Isn't it time for a down week?
Eight straight weeks of gains for the S&P 500. The rally is still in an uptrend, but it's looking tired. Then again, it's been looking tired for more than a week.
A fade into the close has becoming common in the last week, as the S&P 500 has been struggling at 1,800. Weakness in small caps has added to the sense of fatigue.
(Read more: Get ready for 10 percent drop in 2014: Goldman)
The good news: there is no immediate catalyst for a major decline. The bad news: any good news on an improving economy will likely be met with higher Treasury yields, which will hurt stocks.
Look at yesterday, where a strong showing in the ISM employment component proved a headwind for stocks. The bet is that we could get an upside report on jobs on Friday that could bring bond tapering back to the table.
We've had a fantastic year, with the S&P 500 up 26 percent. The consensus is for the S&P 50 at 1,900 next year. One of Wall Street's biggest bull, Adam Parker at Morgan Stanley, came out with a cute price target of 2,014...for 2014.
(Read more: Cute or bullish? Calling for 2,014 S&P in 2014)
There have been consistent buying in stock funds almost every month of the year. The Investment Company Institute said equity mutual funds have had inflows of $138 billion this year. At the same period last year there was $116 billion in outflows.
2014 will be dominated by the ability of Janet Yellen to engineer a tapering that does not blow long-term Treasury yields up enough to stifle the recovery.
Meanwhile, tapering is the gift that keeps on giving...if you're short gold. The Market Vectors Gold Miners ETF, a basket of the largest gold miners, hit a five-year low yesterday.
Rising bond yields increase the "opportunity cost" of owning gold.
And therein is a warning: the action in gold and gold stocks is proof to many that tapering is not priced in.
1) The good and bad news for Cyber Monday. The good news: sales were up roughly 20 percent.
The bad news: it was still promotional. Very promotional, the same as the stores. It was fairly common to see 50 percent off sales, exactly what we saw in the stores. Aeroposale, American Eagle, Abercrombie & Fitch, Ann Taylor, Chico's and Urban Outfitters all had 50 percent off online sales, though some had minimum purchase requirements.
Janney Capital Markets: "Retailers are getting sales and conversion, but it is at the expense of margins and profitability and is not healthy for the bottom line...the consumer continues to shop only when presented compelling promotions and discounts."
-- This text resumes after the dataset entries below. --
//! Workflow execution context
//!
//! The first parameter of every workflow function. It identifies the run the
//! function is executing for.

use std::future::Future;
use std::sync::Arc;

#[derive(Debug, Clone)]
pub struct WorkflowContext {
    inner: Arc<WorkflowContextInner>,
}

#[derive(Debug)]
struct WorkflowContextInner {
    workflow_id: String,
    run_id: String,
    workflow_type: String,
    task_queue: String,
}

tokio::task_local! {
    static CONTEXT: WorkflowContext;
}

impl WorkflowContext {
    pub fn new(
        workflow_id: impl Into<String>,
        run_id: impl Into<String>,
        workflow_type: impl Into<String>,
        task_queue: impl Into<String>,
    ) -> Self {
        Self {
            inner: Arc::new(WorkflowContextInner {
                workflow_id: workflow_id.into(),
                run_id: run_id.into(),
                workflow_type: workflow_type.into(),
                task_queue: task_queue.into(),
            }),
        }
    }

    /// Business identifier of the workflow
    pub fn workflow_id(&self) -> &str {
        &self.inner.workflow_id
    }

    /// Identifier of this particular run
    pub fn run_id(&self) -> &str {
        &self.inner.run_id
    }

    /// Identifier the workflow function was started under
    pub fn workflow_type(&self) -> &str {
        &self.inner.workflow_type
    }

    pub fn task_queue(&self) -> &str {
        &self.inner.task_queue
    }

    /// Run a future within this workflow context
    pub async fn enter<T, Fut>(self, fut: Fut) -> T
    where
        Fut: Future<Output = T>,
    {
        CONTEXT.scope(self, fut).await
    }

    /// Get the current workflow context if set
    pub fn current() -> Option<Self> {
        CONTEXT.try_with(|ctx| ctx.clone()).ok()
    }
}

#[cfg(test)]
mod tests {
    use super::*;

    #[tokio::test]
    async fn test_current_is_scoped_to_enter() {
        assert!(WorkflowContext::current().is_none());

        let ctx = WorkflowContext::new("order-7", "run-1", "ship_order", "default");
        let seen = ctx
            .enter(async { WorkflowContext::current().map(|c| c.workflow_id().to_string()) })
            .await;

        assert_eq!(seen.as_deref(), Some("order-7"));
        assert!(WorkflowContext::current().is_none());
    }
}
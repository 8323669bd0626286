// src/core/net.rs

// Blocking HTTP GET. One request at a time; pacing lives with the caller.

use reqwest::blocking::Client;

use crate::config::options::ScrapeOptions;
use crate::error::{Error, Result};

/// Anything that can turn a URL into a page body.
/// The crawler only talks to this, so tests can script responses.
pub trait Fetch {
    fn get(&self, url: &str) -> Result<String>;
}

pub struct HttpFetcher {
    client: Client,
}

impl HttpFetcher {
    pub fn new(opts: &ScrapeOptions) -> Result<Self> {
        let client = Client::builder()
            .user_agent(opts.user_agent.as_str())
            .timeout(opts.timeout())
            .build()?;
        Ok(Self { client })
    }
}

impl Fetch for HttpFetcher {
    fn get(&self, url: &str) -> Result<String> {
        let resp = self.client.get(url).send()?;
        let status = resp.status();
        if !status.is_success() {
            return Err(Error::Status { url: s!(url), status: status.as_u16() });
        }
        Ok(resp.text()?)
    }
}

impl<F: Fetch + ?Sized> Fetch for &F {
    fn get(&self, url: &str) -> Result<String> {
        (**self).get(url)
    }
}
// src/store.rs
//
// Where finished stats go. One row per tournament slot, replaced wholesale on
// every sync.

use std::{
    collections::BTreeMap,
    path::{Path, PathBuf},
};

use chrono::{DateTime, Utc};
use serde::{Deserialize, Serialize};
use serde_json::Value;
use tracing::info;

use crate::aggregate::TournamentStats;
use crate::config::options::ExportOptions;
use crate::error::Result;
use crate::file::{read_json, write_json};

#[derive(Clone, Debug, PartialEq, Serialize, Deserialize)]
#[serde(rename_all = "camelCase")]
pub struct StatsRow {
    pub id: u32,
    pub tournament_url: String,
    /// Aggregator output, verbatim.
    pub data: Value,
    pub updated_at: DateTime<Utc>,
}

impl StatsRow {
    /// Wrap an already-serialized stats document. The tournament URL comes
    /// from its `tournament` field.
    pub fn from_value(id: u32, data: Value) -> Self {
        let tournament_url = data.get("tournament").and_then(Value::as_str).unwrap_or_default().to_string();
        Self { id, tournament_url, data, updated_at: Utc::now() }
    }

    pub fn from_stats(id: u32, stats: &TournamentStats) -> Result<Self> {
        Ok(Self::from_value(id, serde_json::to_value(stats)?))
    }
}

pub trait StatsSink {
    /// Insert `row`, replacing any existing row with the same ID.
    fn upsert(&mut self, row: StatsRow) -> Result<()>;
}

/// A JSON file holding every row, keyed by ID.
pub struct JsonFileSink {
    path: PathBuf,
}

impl JsonFileSink {
    pub fn new(path: impl Into<PathBuf>) -> Self {
        Self { path: path.into() }
    }

    pub fn path(&self) -> &Path {
        &self.path
    }

    /// All stored rows; a missing file is an empty table.
    pub fn rows(&self) -> Result<BTreeMap<u32, StatsRow>> {
        if !self.path.exists() {
            return Ok(BTreeMap::new());
        }
        let raw: BTreeMap<String, StatsRow> = read_json(&self.path)?;
        Ok(raw.into_values().map(|r| (r.id, r)).collect())
    }

    pub fn get(&self, id: u32) -> Result<Option<StatsRow>> {
        Ok(self.rows()?.remove(&id))
    }
}

impl StatsSink for JsonFileSink {
    fn upsert(&mut self, row: StatsRow) -> Result<()> {
        let mut rows = self.rows()?;
        info!("Upserting row {} ({}) into {}", row.id, row.tournament_url, self.path.display());
        rows.insert(row.id, row);
        // JSON object keys must be strings
        let keyed: BTreeMap<String, StatsRow> = rows.into_iter().map(|(id, r)| (id.to_string(), r)).collect();
        write_json(&self.path, &keyed, &ExportOptions::default())?;
        Ok(())
    }
}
Before you get too excited...online sales are still pretty small for most retailers...for apparel retailers it's in the low double-digit. But it is growing.
2) China Mobile may have started taking preorders for the iPhone 5S, according to a screen grab from a site owned by a subsidiary of China Mobile. This has been a deal many years in the making. China Mobile has 740 million subscribers.
(Read more: Why Apple could be the big holiday shopping winner)
3) CME Group reported a significant increase in trading in interest-rate futures, but an 18 percent drop in equity index volume and a 9 percent drop in metals volume was a disappointment.
4) Japan Nikkei closed at a six-year high on expectations of more easing. One way to play Japan's rally is investing in WisdomTree's Japan Hedged Equity ETF, which strips out currency risk. DXJ closed at about a seven-month high yesterday, collecting a record $9 billion in assets so far this year.
If there was an award for ETFs, the DXJ would unquestionably be the No. 1 ETF in 2013. WisdomTree is planning to launch five new currency-hedged Japan sector ETFs, covering financials, real estate, capital goods, health care, and tech. These will be the first of their kind, offering investors exposure to specific sectors within the world's third-largest economy.
5) Nasdaq IPO: Cancer biotech Xencor (XNCR) priced 12.7 million shares at $5.50 each, in line with the price talk.